# INSTRUCTIONS FOR THE TASK
Copy out the lines of the material that include the string "WriterNovelist".

----- PROVIDED RECORDS

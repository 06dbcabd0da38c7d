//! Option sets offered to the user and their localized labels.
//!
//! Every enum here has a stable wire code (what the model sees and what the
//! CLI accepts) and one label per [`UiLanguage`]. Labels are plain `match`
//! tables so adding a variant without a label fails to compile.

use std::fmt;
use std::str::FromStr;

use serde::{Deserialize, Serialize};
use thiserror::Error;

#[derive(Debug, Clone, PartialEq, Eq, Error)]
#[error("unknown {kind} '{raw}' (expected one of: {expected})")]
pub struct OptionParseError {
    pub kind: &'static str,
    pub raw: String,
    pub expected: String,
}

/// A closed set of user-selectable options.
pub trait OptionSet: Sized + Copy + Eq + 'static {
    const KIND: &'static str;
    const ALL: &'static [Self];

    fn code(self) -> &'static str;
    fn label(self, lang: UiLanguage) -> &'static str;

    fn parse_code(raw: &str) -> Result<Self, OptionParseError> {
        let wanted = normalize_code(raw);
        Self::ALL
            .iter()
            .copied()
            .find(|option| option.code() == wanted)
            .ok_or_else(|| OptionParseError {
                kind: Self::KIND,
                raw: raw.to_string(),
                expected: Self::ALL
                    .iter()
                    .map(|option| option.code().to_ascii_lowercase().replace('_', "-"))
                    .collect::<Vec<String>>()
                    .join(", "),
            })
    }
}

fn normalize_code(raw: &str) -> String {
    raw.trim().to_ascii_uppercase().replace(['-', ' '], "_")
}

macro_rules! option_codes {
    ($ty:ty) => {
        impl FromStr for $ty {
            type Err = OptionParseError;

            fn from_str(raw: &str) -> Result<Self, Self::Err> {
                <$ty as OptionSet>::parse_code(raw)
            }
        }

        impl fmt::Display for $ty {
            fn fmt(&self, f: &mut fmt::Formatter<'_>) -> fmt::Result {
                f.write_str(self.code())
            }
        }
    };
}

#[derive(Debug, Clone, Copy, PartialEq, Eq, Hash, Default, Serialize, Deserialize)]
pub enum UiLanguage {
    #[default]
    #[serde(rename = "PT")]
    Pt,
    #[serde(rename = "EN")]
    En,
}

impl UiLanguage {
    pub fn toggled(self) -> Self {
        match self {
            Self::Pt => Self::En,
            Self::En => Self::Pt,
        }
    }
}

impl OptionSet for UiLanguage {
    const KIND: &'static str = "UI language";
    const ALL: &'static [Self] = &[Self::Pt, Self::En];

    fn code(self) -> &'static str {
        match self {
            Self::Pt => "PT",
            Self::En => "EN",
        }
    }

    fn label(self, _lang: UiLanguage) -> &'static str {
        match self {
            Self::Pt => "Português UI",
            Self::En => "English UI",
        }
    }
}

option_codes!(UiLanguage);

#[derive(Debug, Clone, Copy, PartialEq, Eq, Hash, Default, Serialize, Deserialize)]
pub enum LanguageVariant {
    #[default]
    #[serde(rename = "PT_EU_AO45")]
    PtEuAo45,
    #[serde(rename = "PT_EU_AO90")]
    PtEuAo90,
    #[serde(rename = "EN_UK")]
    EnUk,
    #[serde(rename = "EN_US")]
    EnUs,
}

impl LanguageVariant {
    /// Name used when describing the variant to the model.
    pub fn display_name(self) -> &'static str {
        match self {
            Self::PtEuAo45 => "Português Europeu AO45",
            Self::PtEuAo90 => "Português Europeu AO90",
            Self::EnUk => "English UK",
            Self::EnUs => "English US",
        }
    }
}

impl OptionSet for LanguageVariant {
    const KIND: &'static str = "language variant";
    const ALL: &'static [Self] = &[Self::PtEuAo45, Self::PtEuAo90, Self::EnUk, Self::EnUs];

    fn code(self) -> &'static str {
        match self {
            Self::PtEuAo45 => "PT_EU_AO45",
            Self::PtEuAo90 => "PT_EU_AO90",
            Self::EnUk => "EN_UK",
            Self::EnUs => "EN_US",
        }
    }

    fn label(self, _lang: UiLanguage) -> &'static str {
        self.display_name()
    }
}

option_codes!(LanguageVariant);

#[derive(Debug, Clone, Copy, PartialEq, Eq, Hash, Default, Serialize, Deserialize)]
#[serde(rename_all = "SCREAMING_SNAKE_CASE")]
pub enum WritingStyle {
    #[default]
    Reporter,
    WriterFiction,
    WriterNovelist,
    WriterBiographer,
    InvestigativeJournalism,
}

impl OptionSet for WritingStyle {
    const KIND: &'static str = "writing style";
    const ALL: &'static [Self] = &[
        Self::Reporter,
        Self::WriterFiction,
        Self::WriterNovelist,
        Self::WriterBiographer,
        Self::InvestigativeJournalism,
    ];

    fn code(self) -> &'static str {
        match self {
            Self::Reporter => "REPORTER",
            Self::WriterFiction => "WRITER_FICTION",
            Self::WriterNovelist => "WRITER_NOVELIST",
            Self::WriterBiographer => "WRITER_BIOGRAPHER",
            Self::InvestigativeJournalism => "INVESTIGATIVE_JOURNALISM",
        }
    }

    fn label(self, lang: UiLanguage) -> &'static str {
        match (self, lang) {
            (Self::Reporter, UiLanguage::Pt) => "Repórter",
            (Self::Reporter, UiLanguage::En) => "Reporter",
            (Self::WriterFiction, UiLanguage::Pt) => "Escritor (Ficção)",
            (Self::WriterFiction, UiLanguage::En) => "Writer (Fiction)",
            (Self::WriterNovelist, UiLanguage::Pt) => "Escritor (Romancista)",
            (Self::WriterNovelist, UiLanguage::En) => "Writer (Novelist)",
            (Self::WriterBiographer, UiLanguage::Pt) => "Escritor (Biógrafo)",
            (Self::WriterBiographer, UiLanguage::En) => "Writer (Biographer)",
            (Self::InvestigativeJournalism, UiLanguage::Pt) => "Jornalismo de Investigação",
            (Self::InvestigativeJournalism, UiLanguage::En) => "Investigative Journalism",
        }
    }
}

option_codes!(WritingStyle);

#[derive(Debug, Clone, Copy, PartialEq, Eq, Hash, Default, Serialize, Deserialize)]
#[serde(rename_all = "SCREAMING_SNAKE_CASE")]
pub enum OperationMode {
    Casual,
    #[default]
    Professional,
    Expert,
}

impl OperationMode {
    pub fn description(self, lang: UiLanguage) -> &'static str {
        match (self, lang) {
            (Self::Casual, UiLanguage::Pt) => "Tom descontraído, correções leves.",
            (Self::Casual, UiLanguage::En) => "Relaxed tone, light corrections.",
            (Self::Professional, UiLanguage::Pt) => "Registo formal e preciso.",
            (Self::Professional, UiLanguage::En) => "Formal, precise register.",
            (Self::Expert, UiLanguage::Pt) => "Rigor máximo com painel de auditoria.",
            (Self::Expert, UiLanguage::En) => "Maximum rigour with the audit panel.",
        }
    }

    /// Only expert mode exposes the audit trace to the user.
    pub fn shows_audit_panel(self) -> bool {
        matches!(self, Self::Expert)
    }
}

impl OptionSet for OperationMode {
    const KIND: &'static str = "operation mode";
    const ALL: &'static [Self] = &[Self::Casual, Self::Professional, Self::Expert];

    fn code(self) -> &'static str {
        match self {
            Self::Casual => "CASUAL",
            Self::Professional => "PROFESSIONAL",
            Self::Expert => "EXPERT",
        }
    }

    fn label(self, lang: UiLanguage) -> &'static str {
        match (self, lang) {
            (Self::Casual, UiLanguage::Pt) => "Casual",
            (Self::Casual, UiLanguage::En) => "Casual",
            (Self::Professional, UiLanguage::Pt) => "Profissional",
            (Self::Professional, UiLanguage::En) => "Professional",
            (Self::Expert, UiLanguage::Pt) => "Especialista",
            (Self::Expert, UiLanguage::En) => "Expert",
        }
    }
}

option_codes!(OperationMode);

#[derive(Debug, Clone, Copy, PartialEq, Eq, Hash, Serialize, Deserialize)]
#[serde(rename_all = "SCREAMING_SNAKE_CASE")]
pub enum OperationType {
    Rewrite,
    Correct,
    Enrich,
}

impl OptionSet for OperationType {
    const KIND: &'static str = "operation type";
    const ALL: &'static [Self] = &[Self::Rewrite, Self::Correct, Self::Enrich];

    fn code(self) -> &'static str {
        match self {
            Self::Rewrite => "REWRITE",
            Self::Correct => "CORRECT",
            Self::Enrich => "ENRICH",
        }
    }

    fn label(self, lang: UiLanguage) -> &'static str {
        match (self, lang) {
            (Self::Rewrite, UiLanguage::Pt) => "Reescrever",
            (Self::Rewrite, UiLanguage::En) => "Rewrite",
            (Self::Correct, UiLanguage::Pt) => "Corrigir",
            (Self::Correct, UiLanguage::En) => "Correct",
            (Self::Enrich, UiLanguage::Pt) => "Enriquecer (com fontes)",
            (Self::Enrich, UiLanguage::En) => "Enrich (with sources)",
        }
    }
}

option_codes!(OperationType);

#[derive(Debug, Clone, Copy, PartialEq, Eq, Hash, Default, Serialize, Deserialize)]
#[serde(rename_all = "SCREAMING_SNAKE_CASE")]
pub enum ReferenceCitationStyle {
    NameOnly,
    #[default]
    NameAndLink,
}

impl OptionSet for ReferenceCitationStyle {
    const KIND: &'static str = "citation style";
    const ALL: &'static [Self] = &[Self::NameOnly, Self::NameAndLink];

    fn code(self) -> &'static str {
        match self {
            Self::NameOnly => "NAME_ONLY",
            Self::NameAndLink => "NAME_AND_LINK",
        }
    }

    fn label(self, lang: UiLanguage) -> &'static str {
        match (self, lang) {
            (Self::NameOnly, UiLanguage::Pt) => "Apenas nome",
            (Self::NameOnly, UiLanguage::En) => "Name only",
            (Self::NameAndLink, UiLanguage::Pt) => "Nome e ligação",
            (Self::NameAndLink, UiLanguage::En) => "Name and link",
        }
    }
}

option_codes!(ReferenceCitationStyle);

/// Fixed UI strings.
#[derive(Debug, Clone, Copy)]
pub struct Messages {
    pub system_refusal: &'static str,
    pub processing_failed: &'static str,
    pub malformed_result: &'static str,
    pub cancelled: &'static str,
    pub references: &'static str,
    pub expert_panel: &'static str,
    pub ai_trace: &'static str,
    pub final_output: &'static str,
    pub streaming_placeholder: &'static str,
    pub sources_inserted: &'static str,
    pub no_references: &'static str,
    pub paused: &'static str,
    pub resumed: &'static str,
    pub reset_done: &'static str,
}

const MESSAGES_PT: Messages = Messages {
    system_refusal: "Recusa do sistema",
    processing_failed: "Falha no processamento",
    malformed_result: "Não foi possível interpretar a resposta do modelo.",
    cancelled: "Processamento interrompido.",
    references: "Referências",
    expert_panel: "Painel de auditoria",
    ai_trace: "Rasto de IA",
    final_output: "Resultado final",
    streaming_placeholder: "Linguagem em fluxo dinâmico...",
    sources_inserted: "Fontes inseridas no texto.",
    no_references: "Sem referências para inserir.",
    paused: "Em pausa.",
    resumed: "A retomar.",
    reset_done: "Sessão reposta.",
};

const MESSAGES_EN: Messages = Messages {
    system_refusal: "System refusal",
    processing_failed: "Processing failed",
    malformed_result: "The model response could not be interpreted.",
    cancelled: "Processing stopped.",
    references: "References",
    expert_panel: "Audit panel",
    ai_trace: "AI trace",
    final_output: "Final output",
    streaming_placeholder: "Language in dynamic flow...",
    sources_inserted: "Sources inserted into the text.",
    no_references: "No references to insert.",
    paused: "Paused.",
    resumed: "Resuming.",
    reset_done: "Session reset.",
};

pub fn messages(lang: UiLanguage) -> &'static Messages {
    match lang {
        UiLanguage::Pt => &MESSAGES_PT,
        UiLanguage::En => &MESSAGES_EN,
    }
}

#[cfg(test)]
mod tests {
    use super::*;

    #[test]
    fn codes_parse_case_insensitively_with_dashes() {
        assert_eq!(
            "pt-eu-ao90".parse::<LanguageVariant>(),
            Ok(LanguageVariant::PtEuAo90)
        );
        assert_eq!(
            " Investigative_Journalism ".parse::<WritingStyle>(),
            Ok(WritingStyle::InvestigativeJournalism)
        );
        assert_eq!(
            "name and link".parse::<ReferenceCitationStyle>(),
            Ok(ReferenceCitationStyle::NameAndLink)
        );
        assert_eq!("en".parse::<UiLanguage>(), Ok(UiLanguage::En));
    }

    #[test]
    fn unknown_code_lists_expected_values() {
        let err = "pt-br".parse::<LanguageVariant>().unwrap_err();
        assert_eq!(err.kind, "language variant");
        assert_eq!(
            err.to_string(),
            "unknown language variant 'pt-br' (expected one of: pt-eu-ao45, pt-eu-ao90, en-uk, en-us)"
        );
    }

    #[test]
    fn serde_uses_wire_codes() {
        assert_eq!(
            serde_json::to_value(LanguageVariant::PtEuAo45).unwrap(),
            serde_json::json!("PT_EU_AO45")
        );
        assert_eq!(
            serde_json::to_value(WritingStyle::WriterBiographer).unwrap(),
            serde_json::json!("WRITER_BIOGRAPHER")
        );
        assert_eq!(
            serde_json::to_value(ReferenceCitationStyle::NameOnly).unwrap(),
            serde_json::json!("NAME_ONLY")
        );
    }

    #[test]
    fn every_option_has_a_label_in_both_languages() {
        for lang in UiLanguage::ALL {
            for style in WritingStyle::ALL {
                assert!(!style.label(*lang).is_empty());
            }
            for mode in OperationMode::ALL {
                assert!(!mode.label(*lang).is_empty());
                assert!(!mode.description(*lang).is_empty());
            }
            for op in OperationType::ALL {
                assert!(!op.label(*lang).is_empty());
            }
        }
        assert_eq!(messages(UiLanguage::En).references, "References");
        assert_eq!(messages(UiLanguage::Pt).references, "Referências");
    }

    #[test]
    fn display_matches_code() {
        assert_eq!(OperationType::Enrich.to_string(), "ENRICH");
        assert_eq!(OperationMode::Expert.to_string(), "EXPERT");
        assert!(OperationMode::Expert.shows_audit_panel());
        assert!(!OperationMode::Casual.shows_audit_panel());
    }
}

----------

# YOUR SOLUTION
    WriterNovelist,
        Self::WriterNovelist,
            Self::WriterNovelist => "WRITER_NOVELIST",
            (Self::WriterNovelist, UiLanguage::Pt) => "Escritor (Romancista)",
            (Self::WriterNovelist, UiLanguage::En) => "Writer (Novelist)",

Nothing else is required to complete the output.